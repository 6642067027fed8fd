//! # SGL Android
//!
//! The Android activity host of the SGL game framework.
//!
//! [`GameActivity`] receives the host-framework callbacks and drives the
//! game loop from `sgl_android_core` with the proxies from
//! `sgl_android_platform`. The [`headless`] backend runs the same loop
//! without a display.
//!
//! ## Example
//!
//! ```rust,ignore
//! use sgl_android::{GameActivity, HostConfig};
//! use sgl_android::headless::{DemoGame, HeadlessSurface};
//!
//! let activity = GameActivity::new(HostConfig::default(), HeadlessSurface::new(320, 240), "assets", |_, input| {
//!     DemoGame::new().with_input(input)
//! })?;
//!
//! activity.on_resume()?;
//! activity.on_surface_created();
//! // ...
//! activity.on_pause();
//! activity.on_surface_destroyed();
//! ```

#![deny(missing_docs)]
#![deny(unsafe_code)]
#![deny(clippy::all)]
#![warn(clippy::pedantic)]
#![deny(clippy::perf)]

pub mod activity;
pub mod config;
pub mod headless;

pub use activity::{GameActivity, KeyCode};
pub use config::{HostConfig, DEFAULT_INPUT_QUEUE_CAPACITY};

◆ ◆ ◆ ◆

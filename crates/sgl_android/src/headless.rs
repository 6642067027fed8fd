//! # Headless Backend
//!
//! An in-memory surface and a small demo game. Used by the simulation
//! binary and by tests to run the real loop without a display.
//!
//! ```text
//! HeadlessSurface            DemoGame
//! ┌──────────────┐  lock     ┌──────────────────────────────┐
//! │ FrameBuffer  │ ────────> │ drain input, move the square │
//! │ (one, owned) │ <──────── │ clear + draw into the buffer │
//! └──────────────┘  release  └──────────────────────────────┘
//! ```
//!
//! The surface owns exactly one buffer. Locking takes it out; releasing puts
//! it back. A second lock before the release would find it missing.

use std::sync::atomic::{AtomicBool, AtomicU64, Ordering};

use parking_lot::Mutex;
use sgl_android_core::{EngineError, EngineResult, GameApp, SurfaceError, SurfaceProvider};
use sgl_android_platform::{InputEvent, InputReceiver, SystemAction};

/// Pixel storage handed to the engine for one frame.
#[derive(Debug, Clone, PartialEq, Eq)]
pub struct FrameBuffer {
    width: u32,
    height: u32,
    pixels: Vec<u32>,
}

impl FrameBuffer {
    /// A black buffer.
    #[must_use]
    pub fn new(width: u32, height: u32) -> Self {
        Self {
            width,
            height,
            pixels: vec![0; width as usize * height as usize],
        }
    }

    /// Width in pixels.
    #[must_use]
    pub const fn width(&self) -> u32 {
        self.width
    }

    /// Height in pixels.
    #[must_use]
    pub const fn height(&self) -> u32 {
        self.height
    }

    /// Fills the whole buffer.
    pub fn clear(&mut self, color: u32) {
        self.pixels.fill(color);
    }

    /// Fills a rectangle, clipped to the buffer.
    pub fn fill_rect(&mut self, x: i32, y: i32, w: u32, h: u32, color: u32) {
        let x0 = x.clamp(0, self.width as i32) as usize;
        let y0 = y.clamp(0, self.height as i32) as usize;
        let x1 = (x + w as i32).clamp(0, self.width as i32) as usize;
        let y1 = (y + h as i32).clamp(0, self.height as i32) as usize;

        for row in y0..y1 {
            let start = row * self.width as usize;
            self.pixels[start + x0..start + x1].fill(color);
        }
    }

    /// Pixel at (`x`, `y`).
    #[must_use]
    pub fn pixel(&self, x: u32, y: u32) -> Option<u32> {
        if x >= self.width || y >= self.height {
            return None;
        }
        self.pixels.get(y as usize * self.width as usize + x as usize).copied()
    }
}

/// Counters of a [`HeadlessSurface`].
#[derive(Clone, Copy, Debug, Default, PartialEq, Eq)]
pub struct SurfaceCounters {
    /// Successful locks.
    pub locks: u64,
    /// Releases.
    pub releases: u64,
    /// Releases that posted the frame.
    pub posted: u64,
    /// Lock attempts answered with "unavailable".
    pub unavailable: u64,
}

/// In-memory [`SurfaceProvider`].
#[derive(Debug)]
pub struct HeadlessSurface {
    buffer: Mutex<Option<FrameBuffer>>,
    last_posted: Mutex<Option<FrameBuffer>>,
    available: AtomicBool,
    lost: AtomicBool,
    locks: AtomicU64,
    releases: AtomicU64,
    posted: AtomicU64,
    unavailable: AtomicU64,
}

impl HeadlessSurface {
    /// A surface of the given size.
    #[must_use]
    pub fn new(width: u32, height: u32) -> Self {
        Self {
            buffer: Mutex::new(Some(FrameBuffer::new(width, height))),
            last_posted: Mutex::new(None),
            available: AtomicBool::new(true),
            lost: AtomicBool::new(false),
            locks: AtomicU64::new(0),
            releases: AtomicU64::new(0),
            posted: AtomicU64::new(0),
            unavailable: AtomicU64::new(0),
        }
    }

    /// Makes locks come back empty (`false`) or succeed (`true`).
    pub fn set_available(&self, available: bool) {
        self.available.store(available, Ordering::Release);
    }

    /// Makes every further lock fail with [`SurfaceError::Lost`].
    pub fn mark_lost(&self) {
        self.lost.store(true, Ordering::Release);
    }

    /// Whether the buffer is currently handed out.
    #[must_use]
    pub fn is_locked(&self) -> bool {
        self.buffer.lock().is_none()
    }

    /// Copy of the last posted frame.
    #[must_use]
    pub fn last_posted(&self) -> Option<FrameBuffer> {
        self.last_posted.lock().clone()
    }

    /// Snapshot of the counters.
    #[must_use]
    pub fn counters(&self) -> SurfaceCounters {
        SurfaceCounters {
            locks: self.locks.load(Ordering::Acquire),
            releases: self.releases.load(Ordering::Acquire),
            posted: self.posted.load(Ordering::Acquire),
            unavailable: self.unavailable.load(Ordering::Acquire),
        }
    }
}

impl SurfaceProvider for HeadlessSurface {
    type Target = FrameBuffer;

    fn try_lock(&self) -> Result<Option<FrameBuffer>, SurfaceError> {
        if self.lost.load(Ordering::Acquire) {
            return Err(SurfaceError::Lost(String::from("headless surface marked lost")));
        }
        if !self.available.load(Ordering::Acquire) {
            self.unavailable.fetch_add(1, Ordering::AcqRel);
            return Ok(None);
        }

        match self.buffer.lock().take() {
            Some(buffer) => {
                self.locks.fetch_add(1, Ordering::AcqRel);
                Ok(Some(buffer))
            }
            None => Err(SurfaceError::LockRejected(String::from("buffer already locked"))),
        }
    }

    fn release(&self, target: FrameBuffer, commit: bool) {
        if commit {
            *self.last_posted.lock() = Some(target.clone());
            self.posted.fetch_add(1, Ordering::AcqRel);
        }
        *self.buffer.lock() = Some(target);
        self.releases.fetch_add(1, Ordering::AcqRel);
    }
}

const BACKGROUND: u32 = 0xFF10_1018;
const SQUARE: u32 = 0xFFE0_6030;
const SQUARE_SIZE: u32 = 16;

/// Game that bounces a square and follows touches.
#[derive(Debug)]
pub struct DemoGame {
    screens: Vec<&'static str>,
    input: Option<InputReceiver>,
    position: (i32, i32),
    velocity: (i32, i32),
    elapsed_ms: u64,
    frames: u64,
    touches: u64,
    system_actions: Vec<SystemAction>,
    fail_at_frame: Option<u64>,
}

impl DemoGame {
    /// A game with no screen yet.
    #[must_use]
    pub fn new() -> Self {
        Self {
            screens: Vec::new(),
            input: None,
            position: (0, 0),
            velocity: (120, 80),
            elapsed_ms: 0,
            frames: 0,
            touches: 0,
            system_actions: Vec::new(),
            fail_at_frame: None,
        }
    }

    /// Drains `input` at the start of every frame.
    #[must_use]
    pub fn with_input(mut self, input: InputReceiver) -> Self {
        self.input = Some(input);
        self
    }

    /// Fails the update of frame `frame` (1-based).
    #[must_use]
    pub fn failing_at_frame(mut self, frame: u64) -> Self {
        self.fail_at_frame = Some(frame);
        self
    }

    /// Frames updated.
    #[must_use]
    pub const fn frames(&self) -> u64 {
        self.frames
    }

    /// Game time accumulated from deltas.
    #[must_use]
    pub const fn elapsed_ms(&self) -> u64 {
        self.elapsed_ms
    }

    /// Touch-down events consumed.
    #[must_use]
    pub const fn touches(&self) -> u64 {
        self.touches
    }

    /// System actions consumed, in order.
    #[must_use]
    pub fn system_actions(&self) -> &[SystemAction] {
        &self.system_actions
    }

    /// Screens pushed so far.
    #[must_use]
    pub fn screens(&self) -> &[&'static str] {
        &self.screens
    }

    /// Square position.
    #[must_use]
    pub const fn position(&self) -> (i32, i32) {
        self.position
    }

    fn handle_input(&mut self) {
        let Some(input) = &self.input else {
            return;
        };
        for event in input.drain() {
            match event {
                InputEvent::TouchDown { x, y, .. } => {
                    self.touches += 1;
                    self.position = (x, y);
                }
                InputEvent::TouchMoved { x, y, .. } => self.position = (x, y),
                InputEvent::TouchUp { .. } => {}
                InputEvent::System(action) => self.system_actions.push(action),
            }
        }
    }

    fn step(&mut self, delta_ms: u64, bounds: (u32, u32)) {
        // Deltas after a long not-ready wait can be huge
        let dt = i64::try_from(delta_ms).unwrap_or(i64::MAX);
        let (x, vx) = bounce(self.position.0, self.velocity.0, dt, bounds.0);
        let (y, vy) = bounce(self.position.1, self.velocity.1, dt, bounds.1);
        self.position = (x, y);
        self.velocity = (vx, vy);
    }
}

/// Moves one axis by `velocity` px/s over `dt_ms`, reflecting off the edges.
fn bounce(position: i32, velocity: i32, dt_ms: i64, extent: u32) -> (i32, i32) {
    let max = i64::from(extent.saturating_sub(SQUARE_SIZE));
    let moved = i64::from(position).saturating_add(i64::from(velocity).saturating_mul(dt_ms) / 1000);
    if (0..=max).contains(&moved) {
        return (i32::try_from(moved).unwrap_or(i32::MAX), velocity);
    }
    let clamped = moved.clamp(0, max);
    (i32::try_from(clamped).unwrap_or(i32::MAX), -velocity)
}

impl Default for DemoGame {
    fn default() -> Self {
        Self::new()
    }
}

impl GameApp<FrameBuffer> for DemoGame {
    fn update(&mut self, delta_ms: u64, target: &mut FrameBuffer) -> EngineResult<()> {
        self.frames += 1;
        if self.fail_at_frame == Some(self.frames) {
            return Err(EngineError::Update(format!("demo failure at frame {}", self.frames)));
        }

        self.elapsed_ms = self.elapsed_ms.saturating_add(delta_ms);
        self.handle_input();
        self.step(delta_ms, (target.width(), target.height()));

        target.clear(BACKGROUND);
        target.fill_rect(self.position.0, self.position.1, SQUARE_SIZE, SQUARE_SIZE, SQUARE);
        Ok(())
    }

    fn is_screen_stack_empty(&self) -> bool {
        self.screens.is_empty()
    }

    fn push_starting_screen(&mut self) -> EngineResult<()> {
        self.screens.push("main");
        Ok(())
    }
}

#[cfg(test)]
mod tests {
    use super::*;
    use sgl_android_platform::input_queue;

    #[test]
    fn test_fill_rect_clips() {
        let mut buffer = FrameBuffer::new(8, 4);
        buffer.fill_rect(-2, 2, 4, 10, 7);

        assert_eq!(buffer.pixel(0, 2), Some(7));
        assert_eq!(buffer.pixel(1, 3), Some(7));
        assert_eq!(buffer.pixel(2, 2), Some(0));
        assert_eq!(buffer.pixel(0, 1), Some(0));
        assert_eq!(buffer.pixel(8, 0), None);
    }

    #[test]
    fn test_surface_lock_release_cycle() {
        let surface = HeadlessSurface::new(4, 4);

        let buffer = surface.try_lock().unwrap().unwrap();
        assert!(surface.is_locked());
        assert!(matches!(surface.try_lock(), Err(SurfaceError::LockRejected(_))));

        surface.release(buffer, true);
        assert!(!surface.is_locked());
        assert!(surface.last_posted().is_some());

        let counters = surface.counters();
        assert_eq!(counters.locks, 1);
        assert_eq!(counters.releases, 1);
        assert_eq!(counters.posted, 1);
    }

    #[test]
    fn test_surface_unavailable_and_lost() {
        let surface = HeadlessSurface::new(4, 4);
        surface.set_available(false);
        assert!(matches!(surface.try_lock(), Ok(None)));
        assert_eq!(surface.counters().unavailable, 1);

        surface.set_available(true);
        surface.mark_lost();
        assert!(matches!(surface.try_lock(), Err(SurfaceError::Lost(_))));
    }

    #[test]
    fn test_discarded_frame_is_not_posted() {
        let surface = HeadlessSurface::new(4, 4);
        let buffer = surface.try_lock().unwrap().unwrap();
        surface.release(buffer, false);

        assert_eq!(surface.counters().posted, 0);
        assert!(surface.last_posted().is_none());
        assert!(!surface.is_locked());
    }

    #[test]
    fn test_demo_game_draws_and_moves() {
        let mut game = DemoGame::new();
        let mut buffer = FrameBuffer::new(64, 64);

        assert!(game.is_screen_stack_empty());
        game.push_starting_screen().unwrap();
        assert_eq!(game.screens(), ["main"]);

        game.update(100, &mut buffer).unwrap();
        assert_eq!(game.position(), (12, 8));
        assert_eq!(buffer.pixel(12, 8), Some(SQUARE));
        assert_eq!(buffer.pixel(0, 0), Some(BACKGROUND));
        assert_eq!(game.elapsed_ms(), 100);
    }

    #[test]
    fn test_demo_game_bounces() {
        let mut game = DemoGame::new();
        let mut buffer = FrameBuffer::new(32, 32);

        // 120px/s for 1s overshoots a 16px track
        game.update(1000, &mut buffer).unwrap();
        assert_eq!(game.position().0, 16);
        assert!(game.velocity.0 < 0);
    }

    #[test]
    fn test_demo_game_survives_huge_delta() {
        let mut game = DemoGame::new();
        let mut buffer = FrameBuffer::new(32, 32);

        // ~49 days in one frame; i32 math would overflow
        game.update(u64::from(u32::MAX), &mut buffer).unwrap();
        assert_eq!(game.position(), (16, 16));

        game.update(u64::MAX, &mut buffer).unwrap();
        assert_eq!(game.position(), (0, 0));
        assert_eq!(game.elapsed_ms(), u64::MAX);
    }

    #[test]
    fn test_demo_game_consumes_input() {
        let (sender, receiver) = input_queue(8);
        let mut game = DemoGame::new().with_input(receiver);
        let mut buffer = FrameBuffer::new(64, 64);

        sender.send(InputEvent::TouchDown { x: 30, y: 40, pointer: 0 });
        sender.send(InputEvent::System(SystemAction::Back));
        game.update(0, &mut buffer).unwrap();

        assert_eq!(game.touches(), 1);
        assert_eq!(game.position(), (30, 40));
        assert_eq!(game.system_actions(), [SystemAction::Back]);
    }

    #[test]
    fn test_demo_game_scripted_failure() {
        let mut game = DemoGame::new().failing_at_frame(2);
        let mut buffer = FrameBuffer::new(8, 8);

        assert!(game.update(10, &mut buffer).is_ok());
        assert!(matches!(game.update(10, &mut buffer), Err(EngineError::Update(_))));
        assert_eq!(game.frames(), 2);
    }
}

◆ ◆ ◆ ◆

**EXERCISE:** Out of the data above, transcribe exactly and only the lines starting with the line that has "pub struct SurfaceCounters" and going on through the line that has "type Target = FrameBuffer;", both included.

**RESPONSE AREA:**
pub struct SurfaceCounters {
    /// Successful locks.
    pub locks: u64,
    /// Releases.
    pub releases: u64,
    /// Releases that posted the frame.
    pub posted: u64,
    /// Lock attempts answered with "unavailable".
    pub unavailable: u64,
}

/// In-memory [`SurfaceProvider`].
#[derive(Debug)]
pub struct HeadlessSurface {
    buffer: Mutex<Option<FrameBuffer>>,
    last_posted: Mutex<Option<FrameBuffer>>,
    available: AtomicBool,
    lost: AtomicBool,
    locks: AtomicU64,
    releases: AtomicU64,
    posted: AtomicU64,
    unavailable: AtomicU64,
}

impl HeadlessSurface {
    /// A surface of the given size.
    #[must_use]
    pub fn new(width: u32, height: u32) -> Self {
        Self {
            buffer: Mutex::new(Some(FrameBuffer::new(width, height))),
            last_posted: Mutex::new(None),
            available: AtomicBool::new(true),
            lost: AtomicBool::new(false),
            locks: AtomicU64::new(0),
            releases: AtomicU64::new(0),
            posted: AtomicU64::new(0),
            unavailable: AtomicU64::new(0),
        }
    }

    /// Makes locks come back empty (`false`) or succeed (`true`).
    pub fn set_available(&self, available: bool) {
        self.available.store(available, Ordering::Release);
    }

    /// Makes every further lock fail with [`SurfaceError::Lost`].
    pub fn mark_lost(&self) {
        self.lost.store(true, Ordering::Release);
    }

    /// Whether the buffer is currently handed out.
    #[must_use]
    pub fn is_locked(&self) -> bool {
        self.buffer.lock().is_none()
    }

    /// Copy of the last posted frame.
    #[must_use]
    pub fn last_posted(&self) -> Option<FrameBuffer> {
        self.last_posted.lock().clone()
    }

    /// Snapshot of the counters.
    #[must_use]
    pub fn counters(&self) -> SurfaceCounters {
        SurfaceCounters {
            locks: self.locks.load(Ordering::Acquire),
            releases: self.releases.load(Ordering::Acquire),
            posted: self.posted.load(Ordering::Acquire),
            unavailable: self.unavailable.load(Ordering::Acquire),
        }
    }
}

impl SurfaceProvider for HeadlessSurface {
    type Target = FrameBuffer;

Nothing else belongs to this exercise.